> WHAT YOU NEED TO DO:
Look below for the line that has "use std::collections::HashMap;". Set down the lines from there through the line that has "pub templates: &'a", exactly as written.

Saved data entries
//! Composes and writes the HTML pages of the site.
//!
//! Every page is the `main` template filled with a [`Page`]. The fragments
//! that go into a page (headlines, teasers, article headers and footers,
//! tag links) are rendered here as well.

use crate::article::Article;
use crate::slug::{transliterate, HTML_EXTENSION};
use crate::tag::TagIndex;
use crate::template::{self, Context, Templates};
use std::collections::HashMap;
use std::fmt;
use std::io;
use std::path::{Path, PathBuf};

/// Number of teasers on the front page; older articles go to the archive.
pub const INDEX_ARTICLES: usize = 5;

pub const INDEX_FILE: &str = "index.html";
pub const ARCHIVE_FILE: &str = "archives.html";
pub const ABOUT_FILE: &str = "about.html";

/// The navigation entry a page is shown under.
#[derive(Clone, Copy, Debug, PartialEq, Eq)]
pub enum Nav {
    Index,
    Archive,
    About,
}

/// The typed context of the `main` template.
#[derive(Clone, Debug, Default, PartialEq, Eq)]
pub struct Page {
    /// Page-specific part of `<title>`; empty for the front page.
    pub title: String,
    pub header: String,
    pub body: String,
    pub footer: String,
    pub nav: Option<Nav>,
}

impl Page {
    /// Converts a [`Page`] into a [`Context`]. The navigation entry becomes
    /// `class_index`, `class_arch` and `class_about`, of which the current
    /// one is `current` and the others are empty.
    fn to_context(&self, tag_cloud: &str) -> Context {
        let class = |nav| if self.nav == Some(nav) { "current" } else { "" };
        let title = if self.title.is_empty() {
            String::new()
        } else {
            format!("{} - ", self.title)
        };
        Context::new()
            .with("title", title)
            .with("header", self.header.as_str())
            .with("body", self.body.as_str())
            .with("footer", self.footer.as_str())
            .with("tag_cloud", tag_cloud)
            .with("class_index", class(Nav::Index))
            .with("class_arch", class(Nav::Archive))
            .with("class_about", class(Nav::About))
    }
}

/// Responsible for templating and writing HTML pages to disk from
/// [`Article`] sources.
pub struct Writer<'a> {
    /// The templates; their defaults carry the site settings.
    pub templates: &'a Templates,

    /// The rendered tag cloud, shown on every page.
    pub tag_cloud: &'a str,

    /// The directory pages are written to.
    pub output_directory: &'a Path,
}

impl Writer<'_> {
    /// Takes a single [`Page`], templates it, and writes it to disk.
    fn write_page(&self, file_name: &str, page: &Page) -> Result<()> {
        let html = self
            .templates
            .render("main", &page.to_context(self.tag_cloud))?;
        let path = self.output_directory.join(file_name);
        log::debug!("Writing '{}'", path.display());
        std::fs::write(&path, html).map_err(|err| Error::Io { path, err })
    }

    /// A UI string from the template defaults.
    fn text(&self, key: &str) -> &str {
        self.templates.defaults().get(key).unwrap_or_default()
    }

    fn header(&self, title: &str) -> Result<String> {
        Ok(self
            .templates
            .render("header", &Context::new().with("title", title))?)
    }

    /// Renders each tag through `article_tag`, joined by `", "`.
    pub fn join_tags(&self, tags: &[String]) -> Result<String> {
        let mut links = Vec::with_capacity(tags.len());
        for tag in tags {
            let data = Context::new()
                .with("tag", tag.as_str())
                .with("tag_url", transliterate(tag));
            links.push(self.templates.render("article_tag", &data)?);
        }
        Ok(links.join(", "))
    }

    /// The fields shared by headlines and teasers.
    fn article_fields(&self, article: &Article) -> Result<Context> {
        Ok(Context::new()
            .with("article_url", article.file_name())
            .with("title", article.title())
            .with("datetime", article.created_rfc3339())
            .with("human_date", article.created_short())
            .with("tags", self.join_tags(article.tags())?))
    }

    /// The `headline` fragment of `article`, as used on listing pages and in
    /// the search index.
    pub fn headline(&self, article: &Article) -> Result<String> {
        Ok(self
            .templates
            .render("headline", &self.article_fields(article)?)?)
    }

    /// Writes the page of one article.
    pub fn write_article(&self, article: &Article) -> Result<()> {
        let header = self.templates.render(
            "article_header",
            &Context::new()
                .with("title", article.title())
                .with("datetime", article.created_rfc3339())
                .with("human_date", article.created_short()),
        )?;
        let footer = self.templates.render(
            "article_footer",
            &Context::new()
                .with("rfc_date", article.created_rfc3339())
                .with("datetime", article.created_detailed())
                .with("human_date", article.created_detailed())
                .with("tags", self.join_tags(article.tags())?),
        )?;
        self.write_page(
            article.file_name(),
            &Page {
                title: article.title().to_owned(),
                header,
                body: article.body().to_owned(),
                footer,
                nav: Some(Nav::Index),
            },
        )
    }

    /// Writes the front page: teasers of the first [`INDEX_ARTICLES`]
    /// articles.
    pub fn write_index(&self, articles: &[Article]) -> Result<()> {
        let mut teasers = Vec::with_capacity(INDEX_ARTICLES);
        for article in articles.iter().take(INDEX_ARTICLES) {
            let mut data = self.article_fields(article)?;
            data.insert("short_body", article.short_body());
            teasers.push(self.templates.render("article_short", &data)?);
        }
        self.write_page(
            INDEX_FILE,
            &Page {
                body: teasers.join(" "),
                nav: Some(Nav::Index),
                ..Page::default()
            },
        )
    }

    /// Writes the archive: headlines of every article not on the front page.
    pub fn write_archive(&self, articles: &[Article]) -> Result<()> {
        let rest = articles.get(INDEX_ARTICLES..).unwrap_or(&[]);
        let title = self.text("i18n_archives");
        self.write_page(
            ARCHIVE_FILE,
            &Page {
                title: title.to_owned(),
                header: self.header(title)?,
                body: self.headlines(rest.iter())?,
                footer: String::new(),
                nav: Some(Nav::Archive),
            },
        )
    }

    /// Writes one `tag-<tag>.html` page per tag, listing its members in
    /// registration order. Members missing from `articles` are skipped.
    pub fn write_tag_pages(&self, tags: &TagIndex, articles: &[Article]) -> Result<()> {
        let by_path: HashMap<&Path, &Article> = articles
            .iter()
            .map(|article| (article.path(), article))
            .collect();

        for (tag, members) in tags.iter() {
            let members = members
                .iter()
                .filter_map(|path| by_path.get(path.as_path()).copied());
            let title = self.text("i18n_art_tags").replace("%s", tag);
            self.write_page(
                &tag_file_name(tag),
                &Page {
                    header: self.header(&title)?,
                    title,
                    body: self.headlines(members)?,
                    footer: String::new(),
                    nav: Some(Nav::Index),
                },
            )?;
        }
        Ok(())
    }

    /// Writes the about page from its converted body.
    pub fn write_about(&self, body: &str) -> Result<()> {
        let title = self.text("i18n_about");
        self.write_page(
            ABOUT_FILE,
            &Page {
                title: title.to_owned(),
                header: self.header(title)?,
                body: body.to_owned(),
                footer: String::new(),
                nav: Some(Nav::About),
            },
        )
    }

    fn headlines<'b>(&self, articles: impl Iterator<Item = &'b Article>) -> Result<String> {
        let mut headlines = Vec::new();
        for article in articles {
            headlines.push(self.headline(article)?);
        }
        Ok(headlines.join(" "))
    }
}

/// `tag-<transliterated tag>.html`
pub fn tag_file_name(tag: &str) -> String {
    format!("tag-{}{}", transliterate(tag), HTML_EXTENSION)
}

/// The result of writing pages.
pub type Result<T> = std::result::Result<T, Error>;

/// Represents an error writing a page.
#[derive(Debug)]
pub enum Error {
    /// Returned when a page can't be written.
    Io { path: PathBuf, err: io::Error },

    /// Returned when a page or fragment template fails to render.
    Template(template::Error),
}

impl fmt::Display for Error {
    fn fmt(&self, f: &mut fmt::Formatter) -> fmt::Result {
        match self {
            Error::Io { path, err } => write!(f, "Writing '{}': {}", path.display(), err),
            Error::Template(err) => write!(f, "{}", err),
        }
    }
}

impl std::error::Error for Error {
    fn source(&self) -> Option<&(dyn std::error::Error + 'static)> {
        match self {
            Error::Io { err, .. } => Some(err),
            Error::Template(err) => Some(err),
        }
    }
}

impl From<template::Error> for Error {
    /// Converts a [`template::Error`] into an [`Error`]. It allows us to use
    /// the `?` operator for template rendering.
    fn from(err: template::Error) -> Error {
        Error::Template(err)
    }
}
==
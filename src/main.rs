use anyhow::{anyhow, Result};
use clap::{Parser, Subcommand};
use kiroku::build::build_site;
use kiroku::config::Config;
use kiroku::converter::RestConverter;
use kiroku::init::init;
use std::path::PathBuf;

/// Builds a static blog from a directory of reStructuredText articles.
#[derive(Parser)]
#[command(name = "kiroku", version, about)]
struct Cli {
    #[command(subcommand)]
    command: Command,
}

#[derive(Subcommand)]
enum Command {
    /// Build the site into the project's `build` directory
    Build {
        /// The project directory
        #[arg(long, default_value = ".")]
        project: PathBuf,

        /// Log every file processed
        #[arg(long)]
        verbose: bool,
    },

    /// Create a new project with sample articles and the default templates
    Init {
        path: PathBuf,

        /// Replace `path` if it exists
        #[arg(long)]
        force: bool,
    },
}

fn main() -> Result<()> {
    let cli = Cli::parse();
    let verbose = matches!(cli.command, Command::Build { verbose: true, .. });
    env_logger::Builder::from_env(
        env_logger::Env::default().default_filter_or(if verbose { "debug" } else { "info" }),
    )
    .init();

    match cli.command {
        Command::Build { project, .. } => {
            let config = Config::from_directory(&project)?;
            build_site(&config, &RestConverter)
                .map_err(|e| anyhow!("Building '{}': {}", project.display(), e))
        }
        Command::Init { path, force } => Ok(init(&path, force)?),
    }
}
--
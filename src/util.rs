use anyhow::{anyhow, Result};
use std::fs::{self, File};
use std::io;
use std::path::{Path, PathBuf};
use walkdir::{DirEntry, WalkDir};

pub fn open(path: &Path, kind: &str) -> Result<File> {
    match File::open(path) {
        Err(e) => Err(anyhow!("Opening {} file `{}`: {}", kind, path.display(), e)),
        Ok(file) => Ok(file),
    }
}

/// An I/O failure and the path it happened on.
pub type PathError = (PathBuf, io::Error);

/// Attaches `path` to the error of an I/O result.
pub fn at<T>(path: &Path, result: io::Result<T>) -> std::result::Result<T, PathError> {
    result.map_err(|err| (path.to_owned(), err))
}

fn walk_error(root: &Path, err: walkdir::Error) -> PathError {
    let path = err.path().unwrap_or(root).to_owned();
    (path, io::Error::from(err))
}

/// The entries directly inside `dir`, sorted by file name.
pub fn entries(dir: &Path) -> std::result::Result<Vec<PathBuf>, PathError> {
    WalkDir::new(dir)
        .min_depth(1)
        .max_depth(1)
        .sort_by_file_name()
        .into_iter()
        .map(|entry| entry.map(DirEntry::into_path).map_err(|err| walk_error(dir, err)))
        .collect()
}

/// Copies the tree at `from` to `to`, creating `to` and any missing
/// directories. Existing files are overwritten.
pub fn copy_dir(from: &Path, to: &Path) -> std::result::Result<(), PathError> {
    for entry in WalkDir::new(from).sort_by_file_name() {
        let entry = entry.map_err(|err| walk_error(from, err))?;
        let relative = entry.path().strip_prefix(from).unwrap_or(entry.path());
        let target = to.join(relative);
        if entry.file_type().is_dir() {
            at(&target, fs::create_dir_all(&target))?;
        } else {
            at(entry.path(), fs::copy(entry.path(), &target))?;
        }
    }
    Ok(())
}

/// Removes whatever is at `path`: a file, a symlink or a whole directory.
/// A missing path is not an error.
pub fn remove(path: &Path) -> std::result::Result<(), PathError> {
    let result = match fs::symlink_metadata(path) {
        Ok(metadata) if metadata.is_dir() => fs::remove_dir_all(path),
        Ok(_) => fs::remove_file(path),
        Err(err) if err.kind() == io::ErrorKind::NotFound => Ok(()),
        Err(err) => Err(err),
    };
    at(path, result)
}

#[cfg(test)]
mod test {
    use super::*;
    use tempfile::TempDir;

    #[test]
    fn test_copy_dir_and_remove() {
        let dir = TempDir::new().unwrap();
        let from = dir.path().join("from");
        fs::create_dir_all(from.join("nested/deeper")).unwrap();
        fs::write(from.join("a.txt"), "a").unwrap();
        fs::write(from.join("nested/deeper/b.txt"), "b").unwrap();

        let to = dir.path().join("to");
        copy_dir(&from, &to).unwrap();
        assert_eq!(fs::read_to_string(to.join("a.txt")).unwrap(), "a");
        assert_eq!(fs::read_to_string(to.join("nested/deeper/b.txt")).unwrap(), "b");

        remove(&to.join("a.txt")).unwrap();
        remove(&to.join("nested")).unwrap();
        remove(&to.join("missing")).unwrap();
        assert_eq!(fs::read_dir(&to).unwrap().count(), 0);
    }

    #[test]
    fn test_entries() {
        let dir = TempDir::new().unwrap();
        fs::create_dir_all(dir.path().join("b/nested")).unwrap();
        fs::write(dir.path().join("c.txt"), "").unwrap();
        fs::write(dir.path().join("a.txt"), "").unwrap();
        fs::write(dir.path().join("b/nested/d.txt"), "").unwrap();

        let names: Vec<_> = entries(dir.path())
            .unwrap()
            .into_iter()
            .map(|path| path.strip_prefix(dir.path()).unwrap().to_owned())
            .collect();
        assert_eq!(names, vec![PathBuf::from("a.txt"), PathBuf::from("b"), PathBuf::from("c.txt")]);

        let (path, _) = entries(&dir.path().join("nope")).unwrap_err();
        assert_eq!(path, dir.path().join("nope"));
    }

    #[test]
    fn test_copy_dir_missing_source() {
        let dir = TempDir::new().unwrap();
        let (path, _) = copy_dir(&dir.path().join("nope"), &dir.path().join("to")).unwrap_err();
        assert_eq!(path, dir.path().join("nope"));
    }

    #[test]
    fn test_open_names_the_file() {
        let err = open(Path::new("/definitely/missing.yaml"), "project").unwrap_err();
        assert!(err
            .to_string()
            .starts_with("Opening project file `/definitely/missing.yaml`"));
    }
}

> SOLUTION TO THE EXERCISE:
use std::collections::HashMap;
use std::fmt;
use std::io;
use std::path::{Path, PathBuf};

/// Number of teasers on the front page; older articles go to the archive.
pub const INDEX_ARTICLES: usize = 5;

pub const INDEX_FILE: &str = "index.html";
pub const ARCHIVE_FILE: &str = "archives.html";
pub const ABOUT_FILE: &str = "about.html";

/// The navigation entry a page is shown under.
#[derive(Clone, Copy, Debug, PartialEq, Eq)]
pub enum Nav {
    Index,
    Archive,
    About,
}

/// The typed context of the `main` template.
#[derive(Clone, Debug, Default, PartialEq, Eq)]
pub struct Page {
    /// Page-specific part of `<title>`; empty for the front page.
    pub title: String,
    pub header: String,
    pub body: String,
    pub footer: String,
    pub nav: Option<Nav>,
}

impl Page {
    /// Converts a [`Page`] into a [`Context`]. The navigation entry becomes
    /// `class_index`, `class_arch` and `class_about`, of which the current
    /// one is `current` and the others are empty.
    fn to_context(&self, tag_cloud: &str) -> Context {
        let class = |nav| if self.nav == Some(nav) { "current" } else { "" };
        let title = if self.title.is_empty() {
            String::new()
        } else {
            format!("{} - ", self.title)
        };
        Context::new()
            .with("title", title)
            .with("header", self.header.as_str())
            .with("body", self.body.as_str())
            .with("footer", self.footer.as_str())
            .with("tag_cloud", tag_cloud)
            .with("class_index", class(Nav::Index))
            .with("class_arch", class(Nav::Archive))
            .with("class_about", class(Nav::About))
    }
}

/// Responsible for templating and writing HTML pages to disk from
/// [`Article`] sources.
pub struct Writer<'a> {
    /// The templates; their defaults carry the site settings.
    pub templates: &'a Templates,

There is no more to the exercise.